Figure 22. An OAM communication model in nonaligned scenarios. (a) The tilt OAM system model and (b) the off-axis OAM system model.
Table 3 provides a comparison of the common detection methods for radio OAM in static scenarios. These methods typically require consideration of computational complexity. Comparing the multimodal OAM detection methods, both the interferometric phase detection method and the single-point estimation method have high system complexity and computational complexity. Therefore, these two methods are not commonly used in practical applications. By comparison, the phase gradient method is the more frequently used method for practical OAM detection. It is less complex but comes with a drawback that it can only detect single-mode OAM beams. For the detection of multimode OAM beams, the commonly used method is CUCA. the improved PASR based on CUCA has a better performance to some extent. However, the method still needs further experimental validation. Meanwhile, the inverse SPP method is also widely used for detecting OAM modes in wireless OAM communication. In the particular case of LOS wireless communications, CUCAs have been demonstrated to be more suitable for demultiplexing composite OAM modes.
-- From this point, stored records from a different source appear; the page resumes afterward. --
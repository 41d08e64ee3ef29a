//! Mining scheduler.
//!
//! Every chain-state change calls [`MiningScheduler::reschedule`]. It
//! supersedes the previous schedule (aborting its timers and advancing the
//! slot epoch), then computes one [`Emit`] per eligible key. Emits that are
//! already due go straight into the slot; the rest arm a timer that offers
//! the emit when its timestamp arrives.

use std::sync::Arc;
use std::time::Duration;

use parking_lot::Mutex;
use tokio::runtime::Handle;
use tokio::task::JoinHandle;
use tracing::{debug, trace, warn};

use tidal_config::MiningConfig;
use tidal_core::{Ledger, ParentInfo, PeerNetwork, PosCalculator, TimeSource};
use tidal_crypto::{generation_signature, hit, KeyPair};

use crate::emit::{Emit, EmitSlot};
use crate::Result;

/// Computes and arms mining opportunities for the node's keys.
pub struct MiningScheduler {
    config: MiningConfig,
    keys: Vec<Arc<KeyPair>>,
    ledger: Arc<dyn Ledger>,
    network: Arc<dyn PeerNetwork>,
    calculator: Arc<dyn PosCalculator>,
    time: Arc<dyn TimeSource>,
    slot: Arc<EmitSlot>,
    /// Last computed schedule
    emits: Mutex<Vec<Emit>>,
    /// Armed timers of the current epoch
    timers: Mutex<Vec<JoinHandle<()>>>,
}

impl MiningScheduler {
    /// Create a scheduler for the keys in `config`.
    pub fn new(
        config: &MiningConfig,
        ledger: Arc<dyn Ledger>,
        network: Arc<dyn PeerNetwork>,
        calculator: Arc<dyn PosCalculator>,
        time: Arc<dyn TimeSource>,
    ) -> Result<Self> {
        let keys = config.key_pairs()?.into_iter().map(Arc::new).collect();
        Ok(Self::with_keys(config, keys, ledger, network, calculator, time))
    }

    /// Create a scheduler for explicit keys, ignoring `config.keys`.
    pub fn with_keys(
        config: &MiningConfig,
        keys: Vec<Arc<KeyPair>>,
        ledger: Arc<dyn Ledger>,
        network: Arc<dyn PeerNetwork>,
        calculator: Arc<dyn PosCalculator>,
        time: Arc<dyn TimeSource>,
    ) -> Self {
        Self {
            config: config.clone(),
            keys,
            ledger,
            network,
            calculator,
            time,
            slot: Arc::new(EmitSlot::new()),
            emits: Mutex::new(Vec::new()),
            timers: Mutex::new(Vec::new()),
        }
    }

    /// The slot emits are delivered through.
    pub fn slot(&self) -> Arc<EmitSlot> {
        self.slot.clone()
    }

    /// The last computed schedule, earliest first.
    pub fn emits(&self) -> Vec<Emit> {
        self.emits.lock().clone()
    }

    /// Number of keys the scheduler mines with.
    pub fn key_count(&self) -> usize {
        self.keys.len()
    }

    /// Drop the current schedule: abort its timers and discard any
    /// undelivered emit.
    pub fn cancel_all(&self) {
        let epoch = self.slot.advance_epoch();
        let timers = std::mem::take(&mut *self.timers.lock());
        for timer in &timers {
            timer.abort();
        }
        self.emits.lock().clear();
        trace!(epoch, aborted = timers.len(), "Mining schedule cancelled");
    }

    /// Recompute the schedule on top of the current tip.
    pub fn reschedule(&self) -> Result<()> {
        self.cancel_all();
        let epoch = self.slot.epoch();

        if !self.config.enabled {
            trace!("Mining disabled");
            return Ok(());
        }
        if self.keys.is_empty() {
            trace!("No mining keys");
            return Ok(());
        }
        let peers = self.network.peer_count();
        if peers < self.config.min_connected_peers {
            debug!(
                peers,
                required = self.config.min_connected_peers,
                "Not enough peers to mine"
            );
            return Ok(());
        }

        let height = self.ledger.height()?;
        let top = self.ledger.top_block()?;
        let now = self.time.now_millis();
        let age = now.saturating_sub(top.timestamp());
        if age > self.config.obsolescence_ms {
            debug!(age_ms = age, tip = %top.id(), "Tip is obsolete, not mining");
            return Ok(());
        }

        let parent = ParentInfo {
            height,
            timestamp: top.timestamp(),
            base_target: top.header.base_target,
        };
        let from = height
            .saturating_sub(self.config.balance_window.saturating_sub(1))
            .max(1);

        let mut emits = Vec::with_capacity(self.keys.len());
        for key in &self.keys {
            let address = key.address();
            let balance = self.ledger.effective_balance(&address, from, height)?;
            if balance < self.config.min_generating_balance {
                debug!(%address, balance, "Balance below generating minimum");
                continue;
            }

            let gen_sig = generation_signature(&top.header.generation_signature, &key.public_key());
            let outcome = match self.calculator.calculate(hit(&gen_sig), &parent, balance) {
                Ok(outcome) => outcome,
                Err(e) => {
                    warn!(%address, error = %e, "Proof-of-stake calculation failed");
                    continue;
                }
            };
            emits.push(Emit {
                timestamp: parent.timestamp.saturating_add(outcome.delay_ms),
                key: key.clone(),
                generation_signature: gen_sig,
                base_target: outcome.base_target,
                parent: top.id(),
            });
        }
        emits.sort_by_key(|e| e.timestamp);

        let mut due = None;
        let mut timers = Vec::new();
        for emit in &emits {
            if emit.timestamp <= now {
                due.get_or_insert_with(|| emit.clone());
            } else if let Some(timer) = self.arm(epoch, emit.clone(), emit.timestamp - now) {
                timers.push(timer);
            }
        }

        debug!(
            height,
            tip = %top.id(),
            scheduled = emits.len(),
            next = emits.first().map(|e| e.timestamp).unwrap_or_default(),
            "Mining rescheduled"
        );
        *self.timers.lock() = timers;
        *self.emits.lock() = emits;
        if let Some(emit) = due {
            self.slot.offer(epoch, emit);
        }
        Ok(())
    }

    fn arm(&self, epoch: u64, emit: Emit, wait_ms: u64) -> Option<JoinHandle<()>> {
        let handle = match Handle::try_current() {
            Ok(handle) => handle,
            Err(_) => {
                warn!("No async runtime, mining timer not armed");
                return None;
            }
        };
        let slot = self.slot.clone();
        Some(handle.spawn(async move {
            tokio::time::sleep(Duration::from_millis(wait_ms)).await;
            let timestamp = emit.timestamp;
            if slot.offer(epoch, emit) {
                trace!(timestamp, "Mining timer fired");
            }
        }))
    }
}

impl Drop for MiningScheduler {
    fn drop(&mut self) {
        for timer in self.timers.get_mut().drain(..) {
            timer.abort();
        }
    }
}

impl std::fmt::Debug for MiningScheduler {
    fn fmt(&self, f: &mut std::fmt::Formatter<'_>) -> std::fmt::Result {
        f.debug_struct("MiningScheduler")
            .field("keys", &self.keys.len())
            .field("epoch", &self.slot.epoch())
            .field("emits", &self.emits.lock().len())
            .finish()
    }
}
In practice, the nonalignment scenario also has communication node movements, which can produce Doppler shifts. Hence, the channel estimation issue can be addressed effectively, where the associated Doppler offset influences are estimated. This problem also exists with OAM communication systems. We divide them into low- and medium-speed movement scenarios and high-speed movement scenarios for discussion.
In the case of low- and medium-speed movement, the Doppler shift can be estimated using the phase difference method [59]. The idea of this method is to consider the Doppler shift as a fixed constant value in a short period of time, when the moving speed is not fast enough and the moving distance is short, so the Doppler shift can be considered as a constant quantity. The block diagram of the phase difference estimator is shown in Figure 23, which shows the strong path selector, path tracer, Doppler controller, and Doppler calculator. The input of this module is a channel impulse response estimator, and the output is the estimated Doppler spread value.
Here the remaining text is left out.